Quando ho sentito il primo ministro Conte che, di fronte all’annuncio dei dazi che gli americani vogliono imporci, ha commentato abbacchiato: “Faremo il possibile per contenere i danni”, mi è venuto un impulso di rabbia. “Ma come - mi sono chiesto - questi vengono qui, ci annunciano che danneggeranno in modo sostanziale le nostre esportazioni di prodotti alimentari verso gli Stati Uniti, e noi non facciamo niente? Ma perché allora noi non gli mettiamo dei dazi sulle gomme americane, sui blue-jeans, sui film di Hollywood, sulle automobili di Detroit, e su tutto quello che importiamo dall’America? La Jeep adesso la fanno in America, giusto? E allora perchè non mettiamo alla Fiat–Crysler dei bei dazi sulle importazioni delle loro macchine, e facciamo pari e patta?”

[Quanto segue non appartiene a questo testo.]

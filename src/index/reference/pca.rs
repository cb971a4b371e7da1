//! PCA projection for the reference engine.
//!
//! Training centers the data, diagonalizes the covariance with cyclic Jacobi
//! rotations and keeps the `d_out` leading eigenvectors as projection rows.

use std::any::Any;

use rand::rngs::StdRng;
use rand::{Rng, SeedableRng};
use tracing::debug;

use crate::index::traits::{EngineFailure, EngineResult, VectorTransform};

const JACOBI_SWEEPS: usize = 64;

#[derive(Debug, Clone)]
pub struct PcaMatrix {
    d_in: usize,
    d_out: usize,
    eigen_power: f32,
    random_rotation: bool,
    seed: u64,
    mean: Vec<f32>,
    /// `d_out` rows of `d_in` coefficients, empty until trained.
    projection: Vec<f32>,
    eigenvalues: Vec<f32>,
}

impl PcaMatrix {
    pub fn new(d_in: usize, d_out: usize, eigen_power: f32, random_rotation: bool, seed: u64) -> EngineResult<Self> {
        if d_out == 0 || d_out > d_in {
            return Err(EngineFailure::new(format!(
                "PCA output dimension must be in 1..={d_in}, got {d_out}"
            )));
        }
        Ok(Self {
            d_in,
            d_out,
            eigen_power,
            random_rotation,
            seed,
            mean: Vec::new(),
            projection: Vec::new(),
            eigenvalues: Vec::new(),
        })
    }

    pub fn eigen_power(&self) -> f32 {
        self.eigen_power
    }

    pub fn random_rotation(&self) -> bool {
        self.random_rotation
    }

    /// Covariance eigenvalues of the kept components, largest first.
    pub fn eigenvalues(&self) -> &[f32] {
        &self.eigenvalues
    }

    fn rotate(&mut self) {
        let m = self.d_out;
        let mut rng = StdRng::seed_from_u64(self.seed);
        let mut rotation: Vec<f64> = Vec::with_capacity(m * m);
        while rotation.len() < m * m {
            let mut row: Vec<f64> = (0..m).map(|_| rng.gen_range(-1.0..1.0)).collect();
            for prev in rotation.chunks_exact(m) {
                let dot: f64 = row.iter().zip(prev).map(|(a, b)| a * b).sum();
                row.iter_mut().zip(prev).for_each(|(a, b)| *a -= dot * b);
            }
            let norm = row.iter().map(|v| v * v).sum::<f64>().sqrt();
            if norm > 1e-6 {
                rotation.extend(row.iter().map(|v| v / norm));
            }
        }

        let d = self.d_in;
        let mut rotated = vec![0.0f32; m * d];
        for (i, r) in rotation.chunks_exact(m).enumerate() {
            for (j, &w) in r.iter().enumerate() {
                for c in 0..d {
                    rotated[i * d + c] += (w * f64::from(self.projection[j * d + c])) as f32;
                }
            }
        }
        self.projection = rotated;
    }
}

/// Eigen-decomposition of the symmetric `d * d` matrix `a`. Returns the
/// eigenvalues and the matrix whose column `i` is the `i`-th eigenvector.
fn symmetric_eigen(mut a: Vec<f64>, d: usize) -> (Vec<f64>, Vec<f64>) {
    let mut v = vec![0.0f64; d * d];
    for i in 0..d {
        v[i * d + i] = 1.0;
    }

    for _ in 0..JACOBI_SWEEPS {
        let off: f64 = (0..d)
            .flat_map(|p| (0..d).filter(move |&q| q != p).map(move |q| (p, q)))
            .map(|(p, q)| a[p * d + q] * a[p * d + q])
            .sum();
        if off < 1e-24 {
            break;
        }
        for p in 0..d {
            for q in p + 1..d {
                let apq = a[p * d + q];
                if apq.abs() < 1e-300 {
                    continue;
                }
                let theta = (a[q * d + q] - a[p * d + p]) / (2.0 * apq);
                let t = if theta == 0.0 {
                    1.0
                } else {
                    theta.signum() / (theta.abs() + (theta * theta + 1.0).sqrt())
                };
                let c = 1.0 / (t * t + 1.0).sqrt();
                let s = t * c;
                for k in 0..d {
                    let (akp, akq) = (a[k * d + p], a[k * d + q]);
                    a[k * d + p] = c * akp - s * akq;
                    a[k * d + q] = s * akp + c * akq;
                }
                for k in 0..d {
                    let (apk, aqk) = (a[p * d + k], a[q * d + k]);
                    a[p * d + k] = c * apk - s * aqk;
                    a[q * d + k] = s * apk + c * aqk;
                }
                for k in 0..d {
                    let (vkp, vkq) = (v[k * d + p], v[k * d + q]);
                    v[k * d + p] = c * vkp - s * vkq;
                    v[k * d + q] = s * vkp + c * vkq;
                }
            }
        }
    }

    ((0..d).map(|i| a[i * d + i]).collect(), v)
}

impl VectorTransform for PcaMatrix {
    fn d_in(&self) -> usize {
        self.d_in
    }

    fn d_out(&self) -> usize {
        self.d_out
    }

    fn is_trained(&self) -> bool {
        !self.projection.is_empty()
    }

    fn train(&mut self, n: usize, x: &[f32]) -> EngineResult<()> {
        let d = self.d_in;
        if n == 0 || x.len() < n * d {
            return Err(EngineFailure::new("PCA training needs at least one vector"));
        }
        let rows = || x.chunks_exact(d).take(n);

        let mut mean = vec![0.0f64; d];
        for row in rows() {
            mean.iter_mut().zip(row).for_each(|(m, &v)| *m += f64::from(v));
        }
        mean.iter_mut().for_each(|m| *m /= n as f64);

        let mut cov = vec![0.0f64; d * d];
        let mut centered = vec![0.0f64; d];
        for row in rows() {
            for (c, (&v, m)) in centered.iter_mut().zip(row.iter().zip(&mean)) {
                *c = f64::from(v) - m;
            }
            for i in 0..d {
                for j in i..d {
                    cov[i * d + j] += centered[i] * centered[j];
                }
            }
        }
        for i in 0..d {
            for j in i..d {
                cov[i * d + j] /= n as f64;
                cov[j * d + i] = cov[i * d + j];
            }
        }

        let (values, vectors) = symmetric_eigen(cov, d);
        let mut order: Vec<usize> = (0..d).collect();
        order.sort_by(|&a, &b| values[b].total_cmp(&values[a]));

        let power = f64::from(self.eigen_power);
        let mut projection = Vec::with_capacity(self.d_out * d);
        let mut kept = Vec::with_capacity(self.d_out);
        for &col in order.iter().take(self.d_out) {
            let value = values[col].max(0.0);
            let scale = if power == 0.0 {
                1.0
            } else {
                (value + f64::EPSILON).powf(power)
            };
            projection.extend((0..d).map(|r| (vectors[r * d + col] * scale) as f32));
            kept.push(value as f32);
        }

        self.mean = mean.into_iter().map(|m| m as f32).collect();
        self.projection = projection;
        self.eigenvalues = kept;
        if self.random_rotation {
            self.rotate();
        }
        debug!(d_in = d, d_out = self.d_out, n, "trained PCA matrix");
        Ok(())
    }

    fn apply(&self, n: usize, x: &[f32]) -> EngineResult<Vec<f32>> {
        if !self.is_trained() {
            return Err(EngineFailure::new("PCA matrix is not trained"));
        }
        let d = self.d_in;
        let mut out = Vec::with_capacity(n * self.d_out);
        for row in x.chunks_exact(d).take(n) {
            for coeffs in self.projection.chunks_exact(d) {
                let dot: f32 = coeffs
                    .iter()
                    .zip(row.iter().zip(&self.mean))
                    .map(|(w, (v, m))| w * (v - m))
                    .sum();
                out.push(dot);
            }
        }
        Ok(out)
    }

    fn as_any(&self) -> &dyn Any {
        self
    }
}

Poi qualcuno mi ha spiegato che in realtà questa legnata dei dazi ce la meritiamo, perché siamo stati noi europei, per primi, a violare gli accordi internazionali, nell’ambito del progetto Airbus. Per cui questo non sarebbe altro che un “pareggio dei conti” rispetto ai vantaggi che avremmo avuto in precedenza.

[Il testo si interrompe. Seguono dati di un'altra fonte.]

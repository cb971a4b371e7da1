//! Contract between the core and the vector engine that owns the actual
//! index structures.
//!
//! The core never inspects engine internals. It calls through these traits and
//! forwards engine diagnostics verbatim. Capability casts (is this index an
//! inverted file?) are expressed as `Option`-returning accessors: `None` means
//! the capability does not apply.

use std::any::Any;
use std::fmt::Debug;

use serde::de::DeserializeOwned;
use serde::Serialize;

use crate::params::SearchParams;
use crate::selector::IdSelector;
use crate::types::{DirectMapType, MetricType, RangeSearchResult, SearchResult, StructuralKind, VectorId};

/// Failure reported by the engine. `message` is the engine's own diagnostic.
#[derive(Debug, Clone, PartialEq, Eq)]
pub struct EngineFailure {
    pub message: String,
}

impl EngineFailure {
    pub fn new(message: impl Into<String>) -> Self {
        Self {
            message: message.into(),
        }
    }

    pub fn unsupported(operation: &str) -> Self {
        Self::new(format!("{operation} not implemented for this type of index"))
    }
}

impl std::fmt::Display for EngineFailure {
    fn fmt(&self, f: &mut std::fmt::Formatter<'_>) -> std::fmt::Result {
        f.write_str(&self.message)
    }
}

pub type EngineResult<T> = std::result::Result<T, EngineFailure>;

mod sealed {
    pub trait Sealed {}
    impl Sealed for f32 {}
    impl Sealed for u8 {}
}

/// Element type of stored vectors: `f32` for float indexes, `u8` (packed
/// bits) for binary indexes.
pub trait Component:
    sealed::Sealed + Copy + Default + PartialEq + Debug + Send + Sync + Serialize + DeserializeOwned + 'static
{
    /// Distance type reported by searches over this component.
    type Distance: Copy + PartialOrd + Debug + Send + Sync + Serialize + DeserializeOwned + 'static;

    /// Tag written into serialized envelopes.
    const TAG: u8;
    const NAME: &'static str;

    /// Number of elements one vector of dimension `d` occupies.
    fn code_len(d: usize) -> usize;

    fn create_native(
        engine: &dyn VectorEngine,
        d: usize,
        description: &str,
        metric: MetricType,
    ) -> EngineResult<Box<dyn NativeIndex<Self>>>;

    fn read_native(engine: &dyn VectorEngine, bytes: &[u8]) -> EngineResult<Box<dyn NativeIndex<Self>>>;
}

impl Component for f32 {
    type Distance = f32;
    const TAG: u8 = 1;
    const NAME: &'static str = "float";

    fn code_len(d: usize) -> usize {
        d
    }

    fn create_native(
        engine: &dyn VectorEngine,
        d: usize,
        description: &str,
        metric: MetricType,
    ) -> EngineResult<Box<dyn NativeIndex<f32>>> {
        engine.index_factory(d, description, metric)
    }

    fn read_native(engine: &dyn VectorEngine, bytes: &[u8]) -> EngineResult<Box<dyn NativeIndex<f32>>> {
        engine.read_index(bytes)
    }
}

impl Component for u8 {
    type Distance = i32;
    const TAG: u8 = 2;
    const NAME: &'static str = "binary";

    fn code_len(d: usize) -> usize {
        d / 8
    }

    fn create_native(
        engine: &dyn VectorEngine,
        d: usize,
        description: &str,
        metric: MetricType,
    ) -> EngineResult<Box<dyn NativeIndex<u8>>> {
        if metric != MetricType::Hamming {
            return Err(EngineFailure::new(format!(
                "binary indexes only support the hamming metric, got {metric}"
            )));
        }
        engine.binary_index_factory(d, description)
    }

    fn read_native(engine: &dyn VectorEngine, bytes: &[u8]) -> EngineResult<Box<dyn NativeIndex<u8>>> {
        engine.read_binary_index(bytes)
    }
}

/// An engine-owned index structure.
///
/// Vectors are passed as flat slices of `n * T::code_len(d)` elements.
pub trait NativeIndex<T: Component>: Send + Sync {
    fn d(&self) -> usize;

    fn metric(&self) -> MetricType;

    fn is_trained(&self) -> bool;

    fn ntotal(&self) -> usize;

    fn kind(&self) -> StructuralKind;

    /// Bytes held by stored codes, identifiers and quantizer state.
    fn size(&self) -> usize;

    fn train(&mut self, n: usize, x: &[T]) -> EngineResult<()>;

    fn add(&mut self, n: usize, x: &[T]) -> EngineResult<()>;

    fn add_with_ids(&mut self, n: usize, x: &[T], ids: &[VectorId]) -> EngineResult<()>;

    /// k-NN search. `params` carries an optional selector and, for inverted
    /// files, the per-query `nprobe` / `max_codes`.
    fn search(
        &self,
        n: usize,
        x: &[T],
        k: usize,
        params: Option<&SearchParams<'_>>,
    ) -> EngineResult<SearchResult<T::Distance>>;

    fn range_search(
        &self,
        _n: usize,
        _x: &[T],
        _radius: T::Distance,
    ) -> EngineResult<RangeSearchResult<T::Distance>> {
        Err(EngineFailure::unsupported("range_search"))
    }

    fn reset(&mut self) -> EngineResult<()>;

    /// Remove every vector the selector accepts; returns the count removed.
    fn remove_ids(&mut self, selector: &IdSelector) -> EngineResult<usize>;

    /// Stored codes for `id`, or `None` when absent or not retained.
    fn reconstruct(&self, _id: VectorId) -> EngineResult<Option<Vec<T>>> {
        Ok(None)
    }

    fn merge_from(&mut self, _other: &mut dyn NativeIndex<T>, _add_id: VectorId) -> EngineResult<()> {
        Err(EngineFailure::unsupported("merge_from"))
    }

    fn set_parameter(&mut self, name: &str, _value: f64) -> EngineResult<()> {
        Err(EngineFailure::new(format!("unknown parameter: {name}")))
    }

    fn serialize(&self) -> EngineResult<Vec<u8>> {
        Err(EngineFailure::unsupported("serialize"))
    }

    /// The index wrapped by a composite such as an identifier map.
    fn sub_index(&self) -> Option<&dyn NativeIndex<T>> {
        None
    }

    fn sub_index_mut(&mut self) -> Option<&mut dyn NativeIndex<T>> {
        None
    }

    /// Inverted-file facet, when this index has one.
    fn ivf(&self) -> Option<&dyn IvfFacet<T>> {
        None
    }

    fn ivf_mut(&mut self) -> Option<&mut dyn IvfFacet<T>> {
        None
    }

    fn as_any(&self) -> &dyn Any;

    fn as_any_mut(&mut self) -> &mut dyn Any;
}

/// Operations available only on inverted-file indexes.
pub trait IvfFacet<T: Component>: Send + Sync {
    fn nlist(&self) -> usize;

    fn nprobe(&self) -> usize;

    fn set_nprobe(&mut self, nprobe: usize);

    fn direct_map(&self) -> DirectMapType {
        DirectMapType::NoMap
    }

    /// Switch the id -> (list, offset) lookup used by `reconstruct`.
    fn set_direct_map(&mut self, _kind: DirectMapType) -> EngineResult<()> {
        Err(EngineFailure::unsupported("set_direct_map"))
    }

    /// Identifiers stored in partition `list_no`, in list order.
    fn list_ids(&self, list_no: usize) -> Vec<VectorId>;

    /// Rank the partitions accepted by `eligible` by distance to the single
    /// query `x`, returning at most `limit` of them, closest first.
    fn closest_eligible_centroids(
        &self,
        x: &[T],
        eligible: &IdSelector,
        limit: usize,
    ) -> EngineResult<(Vec<i64>, Vec<T::Distance>)>;

    /// Search with partition assignment already decided by the caller:
    /// `assign` and `centroid_dis` hold `params.nprobe()` entries per query.
    fn search_preassigned(
        &self,
        n: usize,
        x: &[T],
        k: usize,
        assign: &[i64],
        centroid_dis: &[T::Distance],
        params: &SearchParams<'_>,
    ) -> EngineResult<SearchResult<T::Distance>>;
}

/// Factory side of the engine.
pub trait VectorEngine: Send + Sync {
    fn index_factory(
        &self,
        d: usize,
        description: &str,
        metric: MetricType,
    ) -> EngineResult<Box<dyn NativeIndex<f32>>>;

    fn binary_index_factory(&self, d: usize, description: &str) -> EngineResult<Box<dyn NativeIndex<u8>>>;

    fn read_index(&self, bytes: &[u8]) -> EngineResult<Box<dyn NativeIndex<f32>>>;

    fn read_binary_index(&self, bytes: &[u8]) -> EngineResult<Box<dyn NativeIndex<u8>>>;

    /// Single-shot k-means: `k * d` centroids and the mean quantization error.
    fn kmeans_clustering(&self, d: usize, n: usize, k: usize, x: &[f32]) -> EngineResult<(Vec<f32>, f32)>;

    /// PCA projection from `d_in` to `d_out` dimensions. Components are scaled
    /// by `eigenvalue ^ eigen_power`, so `0` keeps them as is and `-0.5`
    /// whitens.
    fn pca_matrix(
        &self,
        _d_in: usize,
        _d_out: usize,
        _eigen_power: f32,
        _random_rotation: bool,
    ) -> EngineResult<Box<dyn VectorTransform>> {
        Err(EngineFailure::new("vector transforms are not supported by this engine"))
    }
}

/// A trainable linear map from `d_in` to `d_out` dimensions.
pub trait VectorTransform: Send + Sync {
    fn d_in(&self) -> usize;

    fn d_out(&self) -> usize;

    fn is_trained(&self) -> bool;

    fn train(&mut self, n: usize, x: &[f32]) -> EngineResult<()>;

    /// Map `n` input vectors to `n * d_out` floats.
    fn apply(&self, n: usize, x: &[f32]) -> EngineResult<Vec<f32>>;

    fn as_any(&self) -> &dyn Any;
}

Però in realtà le cose non stanno così, perché se si ascolta con attenzione l’intervista che il segretario di stato Pompeo ha rilasciato a La Stampa l’altro ieri, si capisce benissimo, fra le righe, che siamo di fronte ad un ennesimo ricatto da parte degli americani. Pompeo infatti ha detto “cercheremo di venire incontro ai vari paesi europei”, ma nel frattempo ha anche buttato là il pericolo che noi intratteniamo relazioni troppo strette con la Russia e con la Cina. “L’Italia è un meraviglioso alleato - ha detto Pompeo - per il modo eccezionale in cui mantiene qui le nostre truppe militari”, come a ricordarci che il nostro ruolo è quello di servitori di sua maestà l’impero americano, e che da quel ruolo non possiamo sfuggire.

I dazi non sono altro che la carota che viene fatta dondolare davanti ai nostri occhi, mentre Washington, nell’altra mano, continua a tenere fortemente impugnato il bastone.